The Claims Administration Committee at SAWCA's All Committee Conference Thursday (11.19.15) presented Steve Heinen with contributions by Bob Wilson and Wade McGuffey, Esq. It was an interesting mix of material.
Mr. Heinen is an insurance broker and trainer. He missed his calling. He should be doing two shows a night in Vegas, it was that funny. Steve has a way of plucking a humorous anecdote from his life experience to add to the mix as he progresses through a presentation. Yesterday, he was on the subject of a safety culture in America and pointed out some challenges we will face.
He finds it ironic that most of our effort in this industry is focused on a very small number of claims. We have all heard this before, but Steve used a pyramid structure to illustrate. The top, very tip, of the pyramid is the litigated claims that consume so much resource and attention. Below this is the lost time claims, then the medical only claims, then the first-aid claims, then the near-misses, and the foundation is the safety culture.
Just when you thought you had his pyramid analogy in focus, he switches rafts mid-stream and asks the audience to picture it instead as an iceberg where everyone is focused on the litigated claims "tip" visible to the world, and there is a very large portion of the iceberg that is under the water line and receiving little attention. He cautioned us that this is backward thinking, and that greater focus on the larger part of the pyramid might have a marked effect on the much smaller litigated claims portion.
Mr. Heinen used an interactive PowerPoint that allowed the audience to participate in the program and add their perceptions and conclusions. This was in real-time and made for some interesting discussion.

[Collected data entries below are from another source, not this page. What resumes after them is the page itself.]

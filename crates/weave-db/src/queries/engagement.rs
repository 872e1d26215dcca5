//! Reaction, comment, and bookmark query functions.

use rusqlite::{Connection, OptionalExtension};

use weave_types::{CommentId, PostId, UserId};

use crate::queries::posts::CandidateRow;
use crate::Result;

/// Insert or overwrite the user's reaction to a post.
///
/// Unique per (post, user); re-reacting updates the kind in place.
pub fn upsert_reaction(
    conn: &Connection,
    post_id: PostId,
    user_id: UserId,
    kind: &str,
    now: i64,
) -> Result<()> {
    conn.execute(
        "INSERT INTO reactions (post_id, user_id, kind, reacted_at)
         VALUES (?1, ?2, ?3, ?4)
         ON CONFLICT(post_id, user_id) DO UPDATE SET kind = ?3, reacted_at = ?4",
        rusqlite::params![post_id, user_id, kind, now],
    )?;
    Ok(())
}

/// The user's reaction kind on a post, if any.
pub fn reaction_kind(conn: &Connection, post_id: PostId, user_id: UserId) -> Result<Option<String>> {
    let kind = conn
        .query_row(
            "SELECT kind FROM reactions WHERE post_id = ?1 AND user_id = ?2",
            [post_id, user_id],
            |row| row.get(0),
        )
        .optional()?;
    Ok(kind)
}

/// Number of reactions on a post.
pub fn reaction_count(conn: &Connection, post_id: PostId) -> Result<i64> {
    let count: i64 = conn.query_row(
        "SELECT COUNT(*) FROM reactions WHERE post_id = ?1",
        [post_id],
        |row| row.get(0),
    )?;
    Ok(count)
}

/// Insert a comment and return its id.
pub fn insert_comment(
    conn: &Connection,
    post_id: PostId,
    user_id: UserId,
    content: &str,
    now: i64,
) -> Result<CommentId> {
    conn.execute(
        "INSERT INTO comments (post_id, user_id, content, comment_date)
         VALUES (?1, ?2, ?3, ?4)",
        rusqlite::params![post_id, user_id, content, now],
    )?;
    Ok(conn.last_insert_rowid())
}

/// Number of comments on a post.
pub fn comment_count(conn: &Connection, post_id: PostId) -> Result<i64> {
    let count: i64 = conn.query_row(
        "SELECT COUNT(*) FROM comments WHERE post_id = ?1",
        [post_id],
        |row| row.get(0),
    )?;
    Ok(count)
}

/// A raw comment row.
#[derive(Debug, Clone)]
pub struct CommentRow {
    pub comment_id: CommentId,
    pub post_id: PostId,
    pub user_id: UserId,
    pub content: String,
    pub comment_date: i64,
}

/// Comments on a post, oldest first.
pub fn comments_for(conn: &Connection, post_id: PostId) -> Result<Vec<CommentRow>> {
    let mut stmt = conn.prepare(
        "SELECT comment_id, post_id, user_id, content, comment_date
         FROM comments WHERE post_id = ?1 ORDER BY comment_date, comment_id",
    )?;
    let rows = stmt
        .query_map([post_id], |row| {
            Ok(CommentRow {
                comment_id: row.get(0)?,
                post_id: row.get(1)?,
                user_id: row.get(2)?,
                content: row.get(3)?,
                comment_date: row.get(4)?,
            })
        })?
        .collect::<std::result::Result<Vec<_>, _>>()?;
    Ok(rows)
}

/// Insert a bookmark. Fails with a constraint error on duplicates.
pub fn insert_bookmark(conn: &Connection, user_id: UserId, post_id: PostId, now: i64) -> Result<()> {
    conn.execute(
        "INSERT INTO bookmarks (user_id, post_id, created_at) VALUES (?1, ?2, ?3)",
        rusqlite::params![user_id, post_id, now],
    )?;
    Ok(())
}

/// Delete a bookmark. Returns `false` if none existed.
pub fn delete_bookmark(conn: &Connection, user_id: UserId, post_id: PostId) -> Result<bool> {
    let deleted = conn.execute(
        "DELETE FROM bookmarks WHERE user_id = ?1 AND post_id = ?2",
        [user_id, post_id],
    )?;
    Ok(deleted > 0)
}

/// The user's bookmarked posts, most recently saved first.
pub fn bookmarked_posts(
    conn: &Connection,
    user_id: UserId,
    limit: u32,
    offset: u32,
) -> Result<Vec<CandidateRow>> {
    let mut stmt = conn.prepare(
        "SELECT p.post_id, p.user_id, u.handle, p.content, p.post_date,
                p.group_id, p.media_kind, p.media_ref,
                (SELECT COUNT(*) FROM reactions r WHERE r.post_id = p.post_id),
                (SELECT COUNT(*) FROM comments c WHERE c.post_id = p.post_id)
         FROM bookmarks b
         JOIN posts p ON b.post_id = p.post_id
         JOIN users u ON p.user_id = u.user_id
         WHERE b.user_id = ?1
         ORDER BY b.created_at DESC, b.post_id DESC
         LIMIT ?2 OFFSET ?3",
    )?;
    let rows = stmt
        .query_map(rusqlite::params![user_id, limit, offset], |row| {
            Ok(CandidateRow {
                post_id: row.get(0)?,
                author_id: row.get(1)?,
                author_handle: row.get(2)?,
                content: row.get(3)?,
                post_date: row.get(4)?,
                group_id: row.get(5)?,
                media_kind: row.get(6)?,
                media_ref: row.get(7)?,
                like_count: row.get(8)?,
                comment_count: row.get(9)?,
            })
        })?
        .collect::<std::result::Result<Vec<_>, _>>()?;
    Ok(rows)
}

One example was was the physician choice variations among the states. He presented the question of whether the audience preferred employer or employee choice, tabulated votes, and presented a graphic to illustrate how the distribution is today. This generated thoughts and discussion from the audience.
The consensus seemed to be that whichever party picks the physician, there is a good probability that the other party will have trust issues with that provider. Examples came from the audience, explaining individual state's selection process, from employer chosen doctors, or employer chosen doctor panels to employee choice. In each paradigm, there were descriptions of corresponding trust issues.

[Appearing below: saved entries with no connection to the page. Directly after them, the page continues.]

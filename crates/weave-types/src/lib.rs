//! # weave-types
//!
//! Shared domain types used across the Weave workspace: identifiers,
//! validation limits, and the enums and view structs exchanged between the
//! store, the core, and the presentation layer.

pub mod feed;
pub mod market;
pub mod notify;
pub mod social;

/// Common identifier aliases.
pub type UserId = i64;
pub type PostId = i64;
pub type GroupId = i64;
pub type CommentId = i64;
pub type StoryId = i64;
pub type StreamId = i64;
pub type ItemId = i64;
pub type AdId = i64;
pub type NotificationId = i64;

/// Reserved identity for system-originated records (bans).
pub const SYSTEM_USER: UserId = 0;

/// Seconds in a day; also the story lifetime and the "fresh post" window.
pub const DAY_SECS: i64 = 24 * 60 * 60;

/// Story lifetime in seconds (24 hours, filtered at read time).
pub const STORY_TTL_SECS: i64 = DAY_SECS;

/// Daily bonus amount in coins.
pub const DAILY_BONUS: i64 = 10;

// Text-length limits enforced by the core before any write.
pub const MAX_HANDLE_LEN: usize = 30;
pub const MAX_BIO_LEN: usize = 200;
pub const MAX_POST_LEN: usize = 1000;
pub const MAX_COMMENT_LEN: usize = 500;
pub const MAX_NOTIFICATION_LEN: usize = 200;
pub const MAX_GROUP_NAME_LEN: usize = 50;
pub const MAX_GROUP_DESC_LEN: usize = 200;
pub const MAX_ITEM_TITLE_LEN: usize = 100;
pub const MAX_ITEM_DESC_LEN: usize = 500;
pub const MAX_AD_LEN: usize = 500;
pub const MAX_REPORT_REASON_LEN: usize = 200;
pub const MAX_STORY_LEN: usize = 200;
pub const MAX_STREAM_TITLE_LEN: usize = 100;

// Smart-feed scoring weights.
pub const SMART_LIKE_WEIGHT: i64 = 2;
pub const SMART_COMMENT_WEIGHT: i64 = 3;
pub const SMART_FRESH_BOOST: i64 = 10;
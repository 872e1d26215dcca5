//! Typed query functions, grouped by domain.

pub mod achievements;
pub mod economy;
pub mod engagement;
pub mod friends;
pub mod groups;
pub mod moderation;
pub mod notifications;
pub mod posts;
pub mod stories;
pub mod users;
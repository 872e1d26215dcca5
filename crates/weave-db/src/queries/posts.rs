//! Post, hashtag, and feed-candidate query functions.
//!
//! Candidate queries perform *selection only* (friend / group / shared-
//! hashtag universes with symmetric block exclusion); all ordering and
//! scoring happens in the core.

use rusqlite::{Connection, OptionalExtension};

use weave_types::{GroupId, PostId, UserId};

use crate::Result;

/// A raw post row.
#[derive(Debug, Clone)]
pub struct PostRow {
    pub post_id: PostId,
    pub user_id: UserId,
    pub content: String,
    pub post_date: i64,
    pub group_id: Option<GroupId>,
    pub media_kind: Option<String>,
    pub media_ref: Option<String>,
}

/// A feed candidate: a post joined with its author handle and engagement
/// counts.
#[derive(Debug, Clone)]
pub struct CandidateRow {
    pub post_id: PostId,
    pub author_id: UserId,
    pub author_handle: String,
    pub content: String,
    pub post_date: i64,
    pub group_id: Option<GroupId>,
    pub media_kind: Option<String>,
    pub media_ref: Option<String>,
    pub like_count: i64,
    pub comment_count: i64,
}

const CANDIDATE_SELECT: &str = "SELECT p.post_id, p.user_id, u.handle, p.content, p.post_date,
        p.group_id, p.media_kind, p.media_ref,
        (SELECT COUNT(*) FROM reactions r WHERE r.post_id = p.post_id),
        (SELECT COUNT(*) FROM comments c WHERE c.post_id = p.post_id)
 FROM posts p JOIN users u ON p.user_id = u.user_id";

/// Symmetric block exclusion between the viewer (?1) and the post author.
const BLOCK_EXCLUSION: &str = "NOT EXISTS (SELECT 1 FROM blocks b
    WHERE (b.blocker_id = ?1 AND b.blocked_id = p.user_id)
       OR (b.blocker_id = p.user_id AND b.blocked_id = ?1))";

fn row_to_candidate(row: &rusqlite::Row<'_>) -> rusqlite::Result<CandidateRow> {
    Ok(CandidateRow {
        post_id: row.get(0)?,
        author_id: row.get(1)?,
        author_handle: row.get(2)?,
        content: row.get(3)?,
        post_date: row.get(4)?,
        group_id: row.get(5)?,
        media_kind: row.get(6)?,
        media_ref: row.get(7)?,
        like_count: row.get(8)?,
        comment_count: row.get(9)?,
    })
}

/// Insert a post and return its id.
pub fn insert(
    conn: &Connection,
    user_id: UserId,
    content: &str,
    group_id: Option<GroupId>,
    media_kind: Option<&str>,
    media_ref: Option<&str>,
    now: i64,
) -> Result<PostId> {
    conn.execute(
        "INSERT INTO posts (user_id, content, post_date, group_id, media_kind, media_ref)
         VALUES (?1, ?2, ?3, ?4, ?5, ?6)",
        rusqlite::params![user_id, content, now, group_id, media_kind, media_ref],
    )?;
    Ok(conn.last_insert_rowid())
}

/// Get a post by id.
pub fn get(conn: &Connection, post_id: PostId) -> Result<Option<PostRow>> {
    let row = conn
        .query_row(
            "SELECT post_id, user_id, content, post_date, group_id, media_kind, media_ref
             FROM posts WHERE post_id = ?1",
            [post_id],
            |row| {
                Ok(PostRow {
                    post_id: row.get(0)?,
                    user_id: row.get(1)?,
                    content: row.get(2)?,
                    post_date: row.get(3)?,
                    group_id: row.get(4)?,
                    media_kind: row.get(5)?,
                    media_ref: row.get(6)?,
                })
            },
        )
        .optional()?;
    Ok(row)
}

/// Delete a post. Returns `false` if it did not exist.
pub fn delete(conn: &Connection, post_id: PostId) -> Result<bool> {
    let deleted = conn.execute("DELETE FROM posts WHERE post_id = ?1", [post_id])?;
    Ok(deleted > 0)
}

/// Number of posts authored by the user.
pub fn count_by_author(conn: &Connection, user_id: UserId) -> Result<i64> {
    let count: i64 = conn.query_row(
        "SELECT COUNT(*) FROM posts WHERE user_id = ?1",
        [user_id],
        |row| row.get(0),
    )?;
    Ok(count)
}

/// Insert the hashtag if new and return its id.
pub fn ensure_hashtag(conn: &Connection, name: &str) -> Result<i64> {
    conn.execute("INSERT OR IGNORE INTO hashtags (name) VALUES (?1)", [name])?;
    let id: i64 = conn.query_row(
        "SELECT hashtag_id FROM hashtags WHERE name = ?1",
        [name],
        |row| row.get(0),
    )?;
    Ok(id)
}

/// Link a post to a hashtag.
pub fn link_hashtag(conn: &Connection, post_id: PostId, hashtag_id: i64) -> Result<()> {
    conn.execute(
        "INSERT OR IGNORE INTO post_hashtags (post_id, hashtag_id) VALUES (?1, ?2)",
        [post_id, hashtag_id],
    )?;
    Ok(())
}

/// Candidates authored by the viewer's accepted friends.
pub fn friend_candidates(conn: &Connection, viewer: UserId) -> Result<Vec<CandidateRow>> {
    let sql = format!(
        "{CANDIDATE_SELECT}
         WHERE p.user_id IN (SELECT friend_id FROM friends
                             WHERE user_id = ?1 AND status = 'accepted')
           AND {BLOCK_EXCLUSION}"
    );
    let mut stmt = conn.prepare(&sql)?;
    let rows = stmt
        .query_map([viewer], row_to_candidate)?
        .collect::<std::result::Result<Vec<_>, _>>()?;
    Ok(rows)
}

/// Candidates posted in groups the viewer belongs to.
pub fn group_candidates(conn: &Connection, viewer: UserId) -> Result<Vec<CandidateRow>> {
    let sql = format!(
        "{CANDIDATE_SELECT}
         WHERE p.group_id IN (SELECT group_id FROM group_members WHERE user_id = ?1)
           AND {BLOCK_EXCLUSION}"
    );
    let mut stmt = conn.prepare(&sql)?;
    let rows = stmt
        .query_map([viewer], row_to_candidate)?
        .collect::<std::result::Result<Vec<_>, _>>()?;
    Ok(rows)
}

/// Discovery candidates: posts sharing at least one hashtag with any post
/// the viewer has authored.
pub fn discovery_candidates(conn: &Connection, viewer: UserId) -> Result<Vec<CandidateRow>> {
    let sql = format!(
        "{CANDIDATE_SELECT}
         WHERE p.post_id IN (
             SELECT ph.post_id FROM post_hashtags ph
             WHERE ph.hashtag_id IN (
                 SELECT ph2.hashtag_id FROM post_hashtags ph2
                 JOIN posts p2 ON ph2.post_id = p2.post_id
                 WHERE p2.user_id = ?1))
           AND {BLOCK_EXCLUSION}"
    );
    let mut stmt = conn.prepare(&sql)?;
    let rows = stmt
        .query_map([viewer], row_to_candidate)?
        .collect::<std::result::Result<Vec<_>, _>>()?;
    Ok(rows)
}

/// Posts carrying the given hashtag, newest first.
pub fn by_hashtag(conn: &Connection, tag: &str, limit: u32) -> Result<Vec<CandidateRow>> {
    let sql = format!(
        "{CANDIDATE_SELECT}
         JOIN post_hashtags ph ON p.post_id = ph.post_id
         JOIN hashtags h ON ph.hashtag_id = h.hashtag_id
         WHERE h.name = ?1
         ORDER BY p.post_date DESC LIMIT ?2"
    );
    let mut stmt = conn.prepare(&sql)?;
    let rows = stmt
        .query_map(rusqlite::params![tag, limit], row_to_candidate)?
        .collect::<std::result::Result<Vec<_>, _>>()?;
    Ok(rows)
}

/// Keyword search over posts visible to the viewer (own, friends', and
/// group posts), block-excluded, newest first.
pub fn search_visible(
    conn: &Connection,
    viewer: UserId,
    keyword: &str,
    limit: u32,
) -> Result<Vec<CandidateRow>> {
    let sql = format!(
        "{CANDIDATE_SELECT}
         WHERE p.content LIKE ?2
           AND (p.user_id = ?1
                OR p.user_id IN (SELECT friend_id FROM friends
                                 WHERE user_id = ?1 AND status = 'accepted')
                OR p.group_id IN (SELECT group_id FROM group_members WHERE user_id = ?1))
           AND {BLOCK_EXCLUSION}
         ORDER BY p.post_date DESC LIMIT ?3"
    );
    let mut stmt = conn.prepare(&sql)?;
    let rows = stmt
        .query_map(
            rusqlite::params![viewer, format!("%{keyword}%"), limit],
            row_to_candidate,
        )?
        .collect::<std::result::Result<Vec<_>, _>>()?;
    Ok(rows)
}

/// Hashtag usage counts over posts newer than `since`, descending.
pub fn trending_tags(conn: &Connection, since: i64, limit: u32) -> Result<Vec<(String, i64)>> {
    let mut stmt = conn.prepare(
        "SELECT h.name, COUNT(ph.post_id) AS post_count
         FROM hashtags h
         JOIN post_hashtags ph ON h.hashtag_id = ph.hashtag_id
         JOIN posts p ON ph.post_id = p.post_id
         WHERE p.post_date > ?1
         GROUP BY h.hashtag_id
         ORDER BY post_count DESC, h.name
         LIMIT ?2",
    )?;
    let rows = stmt
        .query_map(rusqlite::params![since, limit], |row| {
            Ok((row.get(0)?, row.get(1)?))
        })?
        .collect::<std::result::Result<Vec<_>, _>>()?;
    Ok(rows)
}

Steve seized on that, and his presentation was intertwined with examples for building better trust in the employment relationship, before the near miss or accident, in the safety culture.
Bob Wilson, from WorkersCompensation.com, followed Steve for a quick speech. Bob is a gifted speaker with an ability to find the tight humorous anecdote to slip into a theme. He spoke of a television show involving company CEOs that go "under cover" in their own companies to find ways to improve their business. He related that the show tends to reveal issues, which the CEO repairs and that each show includes both a raft of employee complaints and a happy-ending conclusion.
He described one show in which the subject of a workers' compensation claim was mentioned. This company was led by the son of its founder. This son and CEO was undercover when a worker mentioned the work accident that occurred years earlier when the CEO's father was living and running the company. Bob said he momentarily expected a "horror story" such as those about other employment issues in various episodes.
Instead, he said, this employee described the time immediately after the accident. The CEO did two things that changed the course of that recovery. He called the injured worker at the hospital and the worker's spouse at home. His brief, simple message to each was in the same spirit: the company hates that you are hurt, the company values you as part of a team/family, the company is going to take care of you, and will see you back at work.
Mr. Wilson then tied that back to Steve Heinen's message, trust. Trust can be difficult. In a 1999 movie, Entrapment, starring Sean Connery and Catherine Zeta-Jones, the story of a master thief mentoring a young protege is told against the backdrop of stunning scenery and romantic tension. Early in the mentor/protege relationship, trust is discussed, and Sean Connery, in that trademark voice with eye-twinkling countenance says "first we try, then we trust."
So, actions (try) perhaps are the key to trust? Perhaps actions speak louder than words?
Wade McGuffey is a defense attorney from Georgia. He took the stage and discussed mathematical issues for a time. He touched on major contributing cause, apportionment of pre-existing conditions and prior work injuries, and contribution among multiple employers for resulting disabilities and expenses. Then, true to Steve Heinen's theme of trust, he related some anecdotes as well.
In one, he described an employer who has instituted a "warm up" program in which all employees before a shift do some stretching and preparation together. He said that this company used to provide his firm significant business as the result of accidents, but not so much since this program was instigated. The program builds trust as it demonstrates an interest in employee well-being.
It is possible that the stretching better prepares those bodies for the tasks ahead on that shift. Is it also possible that there is value in the employees knowing that the employer cares about them and is willing to invest time and money in their well-being? Perhaps the attitude demonstration is as beneficial as the stretching?
These are a few memorializations of three hours of presentation and discussion. The theme of trust raised so many examples from the audience and the speakers. These were in various workers' compensation relationships between employer and employee, doctors, and more. The result was a conversational and intriguing discussion of where claims management, or perhaps just plain management, stands today in workers' compensation and through what successful courses that path to success might pass.